- _Assignment_
Nothing but an exact repetition of the entries should appear in the answer.

- _Records to process_
[Start of Attachment]

//! Database models of the portal schema.

pub mod admin;
pub mod client;
pub mod client_event;
pub mod config;
pub mod product;
use diesel::{prelude::*, upsert::excluded};

use crate::domain::admin::{Admin, NewAdmin};
use crate::models::admin::{Admin as DbAdmin, NewAdmin as DbNewAdmin};
use crate::repository::errors::{RepositoryError, RepositoryResult};
use crate::repository::{AdminWriter, DieselRepository};

impl AdminWriter for DieselRepository {
    fn create_or_update_admin(&self, new_admin: &NewAdmin) -> RepositoryResult<Admin> {
        use crate::schema::admins;

        let mut conn = self.conn()?;
        let db_new_admin: DbNewAdmin = new_admin.into();

        let db_admin = diesel::insert_into(admins::table)
            .values(&db_new_admin)
            .on_conflict((admins::email, admins::hub_id))
            .do_update()
            .set(admins::name.eq(excluded(admins::name)))
            .get_result::<DbAdmin>(&mut conn)?;

        Admin::try_from(db_admin).map_err(RepositoryError::from)
    }
}
//! Domain aggregates of the return preparation pipeline.

pub mod admin;
pub mod board;
pub mod client;
pub mod client_event;
pub mod product;
pub mod progress;
pub mod stage;
pub mod types;
//! Kanban board: clients grouped into one column per stage.
//!
//! The board is a plain value. Drag and drop is reduced to
//! [`resolve_drop_target`] and [`Board::move_card`], so the gesture handling
//! can be exercised without any UI event plumbing.

use std::collections::BTreeMap;

use serde::{Deserialize, Serialize};

use crate::domain::client::Client;
use crate::domain::product::{ClientProduct, Product};
use crate::domain::progress::{progress_percent, return_progress_percent};
use crate::domain::stage::ReturnStage;
use crate::domain::types::{ClientName, ProductId};

/// Which pipeline a board shows.
#[derive(Clone, Copy, Debug, PartialEq, Eq, Serialize, Deserialize)]
#[serde(tag = "kind", content = "product_id", rename_all = "snake_case")]
pub enum BoardScope {
    /// Legacy per-client return pipeline; column keys are stage slugs.
    Returns,
    /// A product's stages; column keys are stage ids.
    Product(ProductId),
}

#[derive(Clone, Debug, PartialEq, Eq, Serialize, Deserialize)]
pub struct BoardStage {
    pub key: String,
    pub label: String,
    pub color: String,
}

impl PartialEq<str> for BoardStage {
    fn eq(&self, other: &str) -> bool {
        self.key == other
    }
}

/// A card is either a client (returns board) or a client product.
#[derive(Clone, Debug, PartialEq, Eq, Serialize, Deserialize)]
pub struct BoardCard {
    pub id: i32,
    pub client_id: i32,
    pub name: String,
    pub stage_key: String,
    pub progress: u8,
}

#[derive(Clone, Debug, PartialEq, Serialize, Deserialize)]
pub struct Board {
    pub scope: BoardScope,
    pub stages: Vec<BoardStage>,
    pub columns: BTreeMap<String, Vec<BoardCard>>,
}

/// Element the pointer was released over.
#[derive(Clone, Debug, PartialEq, Eq, Serialize, Deserialize)]
#[serde(tag = "kind", content = "id", rename_all = "snake_case")]
pub enum DropZone {
    Card(i32),
    Column(String),
    Outside,
}

#[derive(Clone, Debug, PartialEq, Eq, Serialize, Deserialize)]
pub struct PointerRelease {
    pub card_id: i32,
    pub over: DropZone,
}

/// Transition the board applied locally and still owes to the server.
#[derive(Clone, Debug, PartialEq, Eq)]
pub struct PendingMove {
    pub card_id: i32,
    pub from: String,
    pub to: String,
}

impl Board {
    /// Empty board with one column per stage.
    pub fn new(scope: BoardScope, stages: Vec<BoardStage>) -> Self {
        let columns = stages
            .iter()
            .map(|stage| (stage.key.clone(), Vec::new()))
            .collect();
        Self {
            scope,
            stages,
            columns,
        }
    }

    /// Board of the legacy pipeline. Archived clients are skipped.
    pub fn for_returns(clients: &[Client]) -> Self {
        let stages = ReturnStage::ALL
            .iter()
            .map(|stage| BoardStage {
                key: stage.as_str().to_string(),
                label: stage.label().to_string(),
                color: stage.color().to_string(),
            })
            .collect();
        let mut board = Self::new(BoardScope::Returns, stages);

        for client in clients.iter().filter(|client| !client.archived) {
            board.place(BoardCard {
                id: client.id.get(),
                client_id: client.id.get(),
                name: client.name.to_string(),
                stage_key: client.current_stage().as_str().to_string(),
                progress: client.progress_percent(),
            });
        }
        board
    }

    /// Board of a product's stages. Instances with no pointer land in the
    /// first column.
    pub fn for_product(product: &Product, items: &[(ClientProduct, ClientName)]) -> Self {
        let stages = product
            .stages
            .iter()
            .map(|stage| BoardStage {
                key: stage.id.to_string(),
                label: stage.name.to_string(),
                color: stage.color.to_string(),
            })
            .collect();
        let mut board = Self::new(BoardScope::Product(product.id), stages);

        let Some(first) = product.first_stage() else {
            return board;
        };
        for (instance, client_name) in items {
            let stage = instance.current_stage(&product.stages).unwrap_or(first);
            board.place(BoardCard {
                id: instance.id.get(),
                client_id: instance.client_id.get(),
                name: format!("{client_name} · {}", instance.name),
                stage_key: stage.id.to_string(),
                progress: instance.progress_percent(&product.stages),
            });
        }
        board
    }

    pub fn has_column(&self, key: &str) -> bool {
        self.columns.contains_key(key)
    }

    pub fn column(&self, key: &str) -> &[BoardCard] {
        self.columns.get(key).map(Vec::as_slice).unwrap_or_default()
    }

    pub fn card(&self, card_id: i32) -> Option<&BoardCard> {
        self.columns
            .values()
            .flat_map(|cards| cards.iter())
            .find(|card| card.id == card_id)
    }

    /// Moves a card to `target` in the local view.
    ///
    /// Returns the move the caller must confirm with the server, or `None`
    /// when nothing changed: unknown card, unknown column or a drop onto the
    /// card's current stage.
    pub fn move_card(&mut self, card_id: i32, target: &str) -> Option<PendingMove> {
        if !self.has_column(target) {
            return None;
        }
        let from = self.card(card_id)?.stage_key.clone();
        if from == target {
            return None;
        }

        let cards = self.columns.get_mut(&from)?;
        let position = cards.iter().position(|card| card.id == card_id)?;
        let mut card = cards.remove(position);
        card.stage_key = target.to_string();
        card.progress = match self.scope {
            BoardScope::Returns => target
                .parse::<ReturnStage>()
                .map(return_progress_percent)
                .unwrap_or_default(),
            BoardScope::Product(_) => progress_percent(&self.stages, Some(target)),
        };
        self.columns
            .entry(target.to_string())
            .or_default()
            .push(card);

        Some(PendingMove {
            card_id,
            from,
            to: target.to_string(),
        })
    }

    fn place(&mut self, card: BoardCard) {
        self.columns
            .entry(card.stage_key.clone())
            .or_default()
            .push(card);
    }
}

/// Stage key a drop lands on.
///
/// A release over a card takes that card's stage, a release over a column
/// takes the column's stage, anything else cancels the drag.
pub fn resolve_drop_target(board: &Board, over: &DropZone) -> Option<String> {
    match over {
        DropZone::Card(card_id) => board.card(*card_id).map(|card| card.stage_key.clone()),
        DropZone::Column(key) if board.has_column(key) => Some(key.clone()),
        DropZone::Column(_) | DropZone::Outside => None,
    }
}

[End of Attachment]

- _Written response_
//! Database models of the portal schema.

pub mod admin;
pub mod client;
pub mod client_event;
pub mod config;
pub mod product;
use diesel::{prelude::*, upsert::excluded};

use crate::domain::admin::{Admin, NewAdmin};
use crate::models::admin::{Admin as DbAdmin, NewAdmin as DbNewAdmin};
use crate::repository::errors::{RepositoryError, RepositoryResult};
use crate::repository::{AdminWriter, DieselRepository};

impl AdminWriter for DieselRepository {
    fn create_or_update_admin(&self, new_admin: &NewAdmin) -> RepositoryResult<Admin> {
        use crate::schema::admins;

        let mut conn = self.conn()?;
        let db_new_admin: DbNewAdmin = new_admin.into();

        let db_admin = diesel::insert_into(admins::table)
            .values(&db_new_admin)
            .on_conflict((admins::email, admins::hub_id))
            .do_update()
            .set(admins::name.eq(excluded(admins::name)))
            .get_result::<DbAdmin>(&mut conn)?;

        Admin::try_from(db_admin).map_err(RepositoryError::from)
    }
}
//! Domain aggregates of the return preparation pipeline.

pub mod admin;
pub mod board;
pub mod client;
pub mod client_event;
pub mod product;
pub mod progress;
pub mod stage;
pub mod types;
//! Kanban board: clients grouped into one column per stage.
//!
//! The board is a plain value. Drag and drop is reduced to
//! [`resolve_drop_target`] and [`Board::move_card`], so the gesture handling
//! can be exercised without any UI event plumbing.

use std::collections::BTreeMap;

use serde::{Deserialize, Serialize};

use crate::domain::client::Client;
use crate::domain::product::{ClientProduct, Product};
use crate::domain::progress::{progress_percent, return_progress_percent};
use crate::domain::stage::ReturnStage;
use crate::domain::types::{ClientName, ProductId};

/// Which pipeline a board shows.
#[derive(Clone, Copy, Debug, PartialEq, Eq, Serialize, Deserialize)]
#[serde(tag = "kind", content = "product_id", rename_all = "snake_case")]
pub enum BoardScope {
    /// Legacy per-client return pipeline; column keys are stage slugs.
    Returns,
    /// A product's stages; column keys are stage ids.
    Product(ProductId),
}

#[derive(Clone, Debug, PartialEq, Eq, Serialize, Deserialize)]
pub struct BoardStage {
    pub key: String,
    pub label: String,
    pub color: String,
}

impl PartialEq<str> for BoardStage {
    fn eq(&self, other: &str) -> bool {
        self.key == other
    }
}

/// A card is either a client (returns board) or a client product.
#[derive(Clone, Debug, PartialEq, Eq, Serialize, Deserialize)]
pub struct BoardCard {
    pub id: i32,
    pub client_id: i32,
    pub name: String,
    pub stage_key: String,
    pub progress: u8,
}

#[derive(Clone, Debug, PartialEq, Serialize, Deserialize)]
pub struct Board {
    pub scope: BoardScope,
    pub stages: Vec<BoardStage>,
    pub columns: BTreeMap<String, Vec<BoardCard>>,
}

/// Element the pointer was released over.
#[derive(Clone, Debug, PartialEq, Eq, Serialize, Deserialize)]
#[serde(tag = "kind", content = "id", rename_all = "snake_case")]
pub enum DropZone {
    Card(i32),
    Column(String),
    Outside,
}

#[derive(Clone, Debug, PartialEq, Eq, Serialize, Deserialize)]
pub struct PointerRelease {
    pub card_id: i32,
    pub over: DropZone,
}

/// Transition the board applied locally and still owes to the server.
#[derive(Clone, Debug, PartialEq, Eq)]
pub struct PendingMove {
    pub card_id: i32,
    pub from: String,
    pub to: String,
}

impl Board {
    /// Empty board with one column per stage.
    pub fn new(scope: BoardScope, stages: Vec<BoardStage>) -> Self {
        let columns = stages
            .iter()
            .map(|stage| (stage.key.clone(), Vec::new()))
            .collect();
        Self {
            scope,
            stages,
            columns,
        }
    }

    /// Board of the legacy pipeline. Archived clients are skipped.
    pub fn for_returns(clients: &[Client]) -> Self {
        let stages = ReturnStage::ALL
            .iter()
            .map(|stage| BoardStage {
                key: stage.as_str().to_string(),
                label: stage.label().to_string(),
                color: stage.color().to_string(),
            })
            .collect();
        let mut board = Self::new(BoardScope::Returns, stages);

        for client in clients.iter().filter(|client| !client.archived) {
            board.place(BoardCard {
                id: client.id.get(),
                client_id: client.id.get(),
                name: client.name.to_string(),
                stage_key: client.current_stage().as_str().to_string(),
                progress: client.progress_percent(),
            });
        }
        board
    }

    /// Board of a product's stages. Instances with no pointer land in the
    /// first column.
    pub fn for_product(product: &Product, items: &[(ClientProduct, ClientName)]) -> Self {
        let stages = product
            .stages
            .iter()
            .map(|stage| BoardStage {
                key: stage.id.to_string(),
                label: stage.name.to_string(),
                color: stage.color.to_string(),
            })
            .collect();
        let mut board = Self::new(BoardScope::Product(product.id), stages);

        let Some(first) = product.first_stage() else {
            return board;
        };
        for (instance, client_name) in items {
            let stage = instance.current_stage(&product.stages).unwrap_or(first);
            board.place(BoardCard {
                id: instance.id.get(),
                client_id: instance.client_id.get(),
                name: format!("{client_name} · {}", instance.name),
                stage_key: stage.id.to_string(),
                progress: instance.progress_percent(&product.stages),
            });
        }
        board
    }

    pub fn has_column(&self, key: &str) -> bool {
        self.columns.contains_key(key)
    }

    pub fn column(&self, key: &str) -> &[BoardCard] {
        self.columns.get(key).map(Vec::as_slice).unwrap_or_default()
    }

    pub fn card(&self, card_id: i32) -> Option<&BoardCard> {
        self.columns
            .values()
            .flat_map(|cards| cards.iter())
            .find(|card| card.id == card_id)
    }

    /// Moves a card to `target` in the local view.
    ///
    /// Returns the move the caller must confirm with the server, or `None`
    /// when nothing changed: unknown card, unknown column or a drop onto the
    /// card's current stage.
    pub fn move_card(&mut self, card_id: i32, target: &str) -> Option<PendingMove> {
        if !self.has_column(target) {
            return None;
        }
        let from = self.card(card_id)?.stage_key.clone();
        if from == target {
            return None;
        }

        let cards = self.columns.get_mut(&from)?;
        let position = cards.iter().position(|card| card.id == card_id)?;
        let mut card = cards.remove(position);
        card.stage_key = target.to_string();
        card.progress = match self.scope {
            BoardScope::Returns => target
                .parse::<ReturnStage>()
                .map(return_progress_percent)
                .unwrap_or_default(),
            BoardScope::Product(_) => progress_percent(&self.stages, Some(target)),
        };
        self.columns
            .entry(target.to_string())
            .or_default()
            .push(card);

        Some(PendingMove {
            card_id,
            from,
            to: target.to_string(),
        })
    }

    fn place(&mut self, card: BoardCard) {
        self.columns
            .entry(card.stage_key.clone())
            .or_default()
            .push(card);
    }
}

/// Stage key a drop lands on.
///
/// A release over a card takes that card's stage, a release over a column
/// takes the column's stage, anything else cancels the drag.
pub fn resolve_drop_target(board: &Board, over: &DropZone) -> Option<String> {
    match over {
        DropZone::Card(card_id) => board.card(*card_id).map(|card| card.stage_key.clone()),
        DropZone::Column(key) if board.has_column(key) => Some(key.clone()),
        DropZone::Column(_) | DropZone::Outside => None,
    }
}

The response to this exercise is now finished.